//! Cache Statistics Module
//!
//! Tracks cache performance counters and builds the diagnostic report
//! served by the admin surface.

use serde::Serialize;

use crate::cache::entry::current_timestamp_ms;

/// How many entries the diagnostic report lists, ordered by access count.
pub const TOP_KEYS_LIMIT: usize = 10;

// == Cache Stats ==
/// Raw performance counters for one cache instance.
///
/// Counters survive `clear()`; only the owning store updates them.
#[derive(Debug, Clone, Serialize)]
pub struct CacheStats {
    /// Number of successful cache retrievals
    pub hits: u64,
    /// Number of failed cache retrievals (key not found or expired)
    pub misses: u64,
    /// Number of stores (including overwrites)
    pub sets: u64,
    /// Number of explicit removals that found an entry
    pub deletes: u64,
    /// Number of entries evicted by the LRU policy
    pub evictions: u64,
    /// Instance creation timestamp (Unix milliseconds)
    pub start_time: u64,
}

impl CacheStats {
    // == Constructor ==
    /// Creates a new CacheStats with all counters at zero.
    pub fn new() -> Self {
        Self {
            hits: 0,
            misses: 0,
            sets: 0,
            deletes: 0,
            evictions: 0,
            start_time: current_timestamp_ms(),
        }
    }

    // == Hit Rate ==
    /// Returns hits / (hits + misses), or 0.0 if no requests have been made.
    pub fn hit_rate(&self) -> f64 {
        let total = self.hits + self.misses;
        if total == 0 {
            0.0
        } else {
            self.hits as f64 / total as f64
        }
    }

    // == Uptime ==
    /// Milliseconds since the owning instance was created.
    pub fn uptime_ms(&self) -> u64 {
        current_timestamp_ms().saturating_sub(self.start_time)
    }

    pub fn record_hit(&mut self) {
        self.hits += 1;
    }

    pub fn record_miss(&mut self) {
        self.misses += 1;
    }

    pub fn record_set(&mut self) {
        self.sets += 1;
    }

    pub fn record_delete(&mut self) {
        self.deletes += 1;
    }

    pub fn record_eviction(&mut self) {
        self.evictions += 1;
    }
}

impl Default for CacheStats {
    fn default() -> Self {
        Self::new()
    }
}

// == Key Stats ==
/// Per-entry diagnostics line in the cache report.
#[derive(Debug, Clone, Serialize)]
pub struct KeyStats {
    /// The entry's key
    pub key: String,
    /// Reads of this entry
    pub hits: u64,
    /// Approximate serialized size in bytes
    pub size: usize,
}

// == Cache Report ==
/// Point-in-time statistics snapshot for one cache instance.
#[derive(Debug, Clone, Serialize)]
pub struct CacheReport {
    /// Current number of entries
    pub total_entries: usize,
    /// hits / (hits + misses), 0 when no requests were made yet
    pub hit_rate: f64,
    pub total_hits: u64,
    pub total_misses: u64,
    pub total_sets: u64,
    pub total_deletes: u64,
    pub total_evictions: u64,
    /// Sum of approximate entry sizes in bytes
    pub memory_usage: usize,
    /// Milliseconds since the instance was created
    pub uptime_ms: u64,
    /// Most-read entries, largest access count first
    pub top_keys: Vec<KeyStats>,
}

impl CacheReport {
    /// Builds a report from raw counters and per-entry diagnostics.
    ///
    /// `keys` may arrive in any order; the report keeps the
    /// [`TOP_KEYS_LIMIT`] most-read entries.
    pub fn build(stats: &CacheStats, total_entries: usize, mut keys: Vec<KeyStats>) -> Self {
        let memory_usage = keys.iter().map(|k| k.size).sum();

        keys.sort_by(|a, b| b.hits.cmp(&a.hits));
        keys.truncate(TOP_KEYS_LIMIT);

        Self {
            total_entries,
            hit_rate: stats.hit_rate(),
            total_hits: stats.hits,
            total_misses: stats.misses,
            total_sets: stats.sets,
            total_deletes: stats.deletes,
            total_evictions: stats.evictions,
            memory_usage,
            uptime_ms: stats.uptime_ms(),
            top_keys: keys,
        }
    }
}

--

§ Work request: For this exercise, retype the entire listing exactly.

§ Answer to the problem:
//! Cache Statistics Module
//!
//! Tracks cache performance counters and builds the diagnostic report
//! served by the admin surface.

use serde::Serialize;

use crate::cache::entry::current_timestamp_ms;

/// How many entries the diagnostic report lists, ordered by access count.
pub const TOP_KEYS_LIMIT: usize = 10;

// == Cache Stats ==
/// Raw performance counters for one cache instance.
///
/// Counters survive `clear()`; only the owning store updates them.
#[derive(Debug, Clone, Serialize)]
pub struct CacheStats {
    /// Number of successful cache retrievals
    pub hits: u64,
    /// Number of failed cache retrievals (key not found or expired)
    pub misses: u64,
    /// Number of stores (including overwrites)
    pub sets: u64,
    /// Number of explicit removals that found an entry
    pub deletes: u64,
    /// Number of entries evicted by the LRU policy
    pub evictions: u64,
    /// Instance creation timestamp (Unix milliseconds)
    pub start_time: u64,
}

impl CacheStats {
    // == Constructor ==
    /// Creates a new CacheStats with all counters at zero.
    pub fn new() -> Self {
        Self {
            hits: 0,
            misses: 0,
            sets: 0,
            deletes: 0,
            evictions: 0,
            start_time: current_timestamp_ms(),
        }
    }

    // == Hit Rate ==
    /// Returns hits / (hits + misses), or 0.0 if no requests have been made.
    pub fn hit_rate(&self) -> f64 {
        let total = self.hits + self.misses;
        if total == 0 {
            0.0
        } else {
            self.hits as f64 / total as f64
        }
    }

    // == Uptime ==
    /// Milliseconds since the owning instance was created.
    pub fn uptime_ms(&self) -> u64 {
        current_timestamp_ms().saturating_sub(self.start_time)
    }

    pub fn record_hit(&mut self) {
        self.hits += 1;
    }

    pub fn record_miss(&mut self) {
        self.misses += 1;
    }

    pub fn record_set(&mut self) {
        self.sets += 1;
    }

    pub fn record_delete(&mut self) {
        self.deletes += 1;
    }

    pub fn record_eviction(&mut self) {
        self.evictions += 1;
    }
}

impl Default for CacheStats {
    fn default() -> Self {
        Self::new()
    }
}

// == Key Stats ==
/// Per-entry diagnostics line in the cache report.
#[derive(Debug, Clone, Serialize)]
pub struct KeyStats {
    /// The entry's key
    pub key: String,
    /// Reads of this entry
    pub hits: u64,
    /// Approximate serialized size in bytes
    pub size: usize,
}

// == Cache Report ==
/// Point-in-time statistics snapshot for one cache instance.
#[derive(Debug, Clone, Serialize)]
pub struct CacheReport {
    /// Current number of entries
    pub total_entries: usize,
    /// hits / (hits + misses), 0 when no requests were made yet
    pub hit_rate: f64,
    pub total_hits: u64,
    pub total_misses: u64,
    pub total_sets: u64,
    pub total_deletes: u64,
    pub total_evictions: u64,
    /// Sum of approximate entry sizes in bytes
    pub memory_usage: usize,
    /// Milliseconds since the instance was created
    pub uptime_ms: u64,
    /// Most-read entries, largest access count first
    pub top_keys: Vec<KeyStats>,
}

impl CacheReport {
    /// Builds a report from raw counters and per-entry diagnostics.
    ///
    /// `keys` may arrive in any order; the report keeps the
    /// [`TOP_KEYS_LIMIT`] most-read entries.
    pub fn build(stats: &CacheStats, total_entries: usize, mut keys: Vec<KeyStats>) -> Self {
        let memory_usage = keys.iter().map(|k| k.size).sum();

        keys.sort_by(|a, b| b.hits.cmp(&a.hits));
        keys.truncate(TOP_KEYS_LIMIT);

        Self {
            total_entries,
            hit_rate: stats.hit_rate(),
            total_hits: stats.hits,
            total_misses: stats.misses,
            total_sets: stats.sets,
            total_deletes: stats.deletes,
            total_evictions: stats.evictions,
            memory_usage,
            uptime_ms: stats.uptime_ms(),
            top_keys: keys,
        }
    }
}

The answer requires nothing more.